Position in chronology
MRAH O.5011
About this tablet
An Early Dynastic administrative tablet of uncertain southern Mesopotamian origin, now held in Brussels, recording two disbursements of a commodity — most likely a processed foodstuff or measured good — along with bronze, to named officials at distinct institutional households. Two men both called Ur-gu receive allocations: one a cupbearer attached to the 'House of NE-DAG,' the other a cook at what appears to be a kitchen establishment. The second transaction is routed through the authority of Ištaran — either the city deity of Der or a person bearing that divine name — and overseen by a šuš3 official. These spare, columnar records represent the earliest surviving form of systematic institutional accounting in human history.

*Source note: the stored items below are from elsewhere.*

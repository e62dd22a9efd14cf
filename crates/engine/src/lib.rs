//! Wallet ledger and money-movement engine.
//!
//! The [`Engine`] is the only writer of point balances. Every money-moving
//! operation runs inside one database transaction that locks the wallets it
//! touches, writes a [`TransactionRecord`] keyed by the caller's idempotency
//! key, applies the balance deltas and appends one [`LedgerEntry`] per delta.

pub use commands::{
    AdjustBalanceCmd, CreateMissionCmd, CreateProductCmd, CreateQrCmd, GradeMissionCmd,
    PurchaseCmd, QrPaymentCmd, RegisterUserCmd, TransferCmd,
};
pub use config::{EngineConfig, FrozenCredit, FrozenCreditPolicy, Isolation};
pub use error::{EngineError, ErrorKind};
pub use ledger::{EntryType, LedgerEntry, ReferenceType};
pub use mission_logs::{MissionLog, MissionLogStatus};
pub use missions::Mission;
pub use ops::{Engine, EngineBuilder};
pub use orders::{Order, OrderStatus};
pub use products::Product;
pub use qr_codes::{QrCode, QrStatus, QrType};
pub use receipts::{GradeOutcome, Page, PurchaseReceipt, Receipt, WalletTransaction};
pub use transactions::{TransactionRecord, TransactionStatus, TransactionType};
pub use users::{Role, User};
pub use wallets::{BalanceChange, Wallet};

mod commands;
mod config;
mod error;
mod ledger;
mod mission_logs;
mod missions;
mod ops;
mod orders;
mod products;
mod qr_codes;
mod receipts;
pub mod signature;
mod transactions;
mod users;
mod util;
mod wallets;

type ResultEngine<T> = Result<T, EngineError>;
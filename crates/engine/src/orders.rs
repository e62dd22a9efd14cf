//! Marketplace orders. The purchase flow writes them COMPLETED.

use chrono::{DateTime, Utc};
use sea_orm::{ActiveValue, entity::prelude::*};
use serde::{Deserialize, Serialize};
use uuid::Uuid;

use crate::{EngineError, util::parse_uuid};

#[derive(Clone, Copy, Debug, PartialEq, Eq, Serialize, Deserialize)]
#[serde(rename_all = "SCREAMING_SNAKE_CASE")]
pub enum OrderStatus {
    Pending,
    Completed,
    Cancelled,
    Refunded,
}

impl OrderStatus {
    pub fn as_str(self) -> &'static str {
        match self {
            Self::Pending => "PENDING",
            Self::Completed => "COMPLETED",
            Self::Cancelled => "CANCELLED",
            Self::Refunded => "REFUNDED",
        }
    }
}

impl TryFrom<&str> for OrderStatus {
    type Error = EngineError;

    fn try_from(value: &str) -> Result<Self, Self::Error> {
        match value {
            "PENDING" => Ok(Self::Pending),
            "COMPLETED" => Ok(Self::Completed),
            "CANCELLED" => Ok(Self::Cancelled),
            "REFUNDED" => Ok(Self::Refunded),
            other => Err(EngineError::InvalidInput(format!(
                "invalid order status: {other}"
            ))),
        }
    }
}

#[derive(Clone, Debug, PartialEq, Eq, Serialize, Deserialize)]
pub struct Order {
    pub id: Uuid,
    pub code: String,
    pub buyer_id: Uuid,
    pub seller_id: Uuid,
    pub product_id: Uuid,
    pub quantity: i64,
    pub unit_price: i64,
    pub total_price: i64,
    pub status: OrderStatus,
    pub transaction_id: Option<Uuid>,
    pub created_at: DateTime<Utc>,
}

#[derive(Clone, Debug, PartialEq, DeriveEntityModel)]
#[sea_orm(table_name = "orders")]
pub struct Model {
    #[sea_orm(primary_key, auto_increment = false)]
    pub id: String,
    #[sea_orm(unique)]
    pub code: String,
    pub buyer_id: String,
    pub seller_id: String,
    pub product_id: String,
    pub quantity: i64,
    pub unit_price: i64,
    pub total_price: i64,
    pub status: String,
    pub transaction_id: Option<String>,
    pub created_at: DateTimeUtc,
}

#[derive(Copy, Clone, Debug, EnumIter, DeriveRelation)]
pub enum Relation {
    #[sea_orm(
        belongs_to = "super::products::Entity",
        from = "Column::ProductId",
        to = "super::products::Column::Id",
        on_update = "NoAction",
        on_delete = "NoAction"
    )]
    Product,
}

impl Related<super::products::Entity> for Entity {
    fn to() -> RelationDef {
        Relation::Product.def()
    }
}

impl ActiveModelBehavior for ActiveModel {}

impl From<&Order> for ActiveModel {
    fn from(order: &Order) -> Self {
        Self {
            id: ActiveValue::Set(order.id.to_string()),
            code: ActiveValue::Set(order.code.clone()),
            buyer_id: ActiveValue::Set(order.buyer_id.to_string()),
            seller_id: ActiveValue::Set(order.seller_id.to_string()),
            product_id: ActiveValue::Set(order.product_id.to_string()),
            quantity: ActiveValue::Set(order.quantity),
            unit_price: ActiveValue::Set(order.unit_price),
            total_price: ActiveValue::Set(order.total_price),
            status: ActiveValue::Set(order.status.as_str().to_string()),
            transaction_id: ActiveValue::Set(order.transaction_id.map(|id| id.to_string())),
            created_at: ActiveValue::Set(order.created_at),
        }
    }
}

impl TryFrom<Model> for Order {
    type Error = EngineError;

    fn try_from(model: Model) -> Result<Self, Self::Error> {
        Ok(Self {
            id: parse_uuid(&model.id, "order")?,
            code: model.code,
            buyer_id: parse_uuid(&model.buyer_id, "user")?,
            seller_id: parse_uuid(&model.seller_id, "user")?,
            product_id: parse_uuid(&model.product_id, "product")?,
            quantity: model.quantity,
            unit_price: model.unit_price,
            total_price: model.total_price,
            status: OrderStatus::try_from(model.status.as_str())?,
            transaction_id: model
                .transaction_id
                .as_deref()
                .map(|id| parse_uuid(id, "transaction"))
                .transpose()?,
            created_at: model.created_at,
        })
    }
}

Plain-language summary by the engine — meant as a doorway into the literal translation below.
Written in modern English
Two allocations are recorded on this tablet. The first assigns [n+]2 barig of gamur and [n] sila3 of bronze to a cupbearer named Ur-gu at the House of NE-DAG; several further names follow — including GA-duh-hum and Ab-zi — but that part of the tablet is damaged and the reading is uncertain. The second gives 2 ban2 of gamur to another Ur-gu, this one a cook at the kitchen establishment, with the transaction routed through Ištaran and a šuš3 official listed as the responsible party.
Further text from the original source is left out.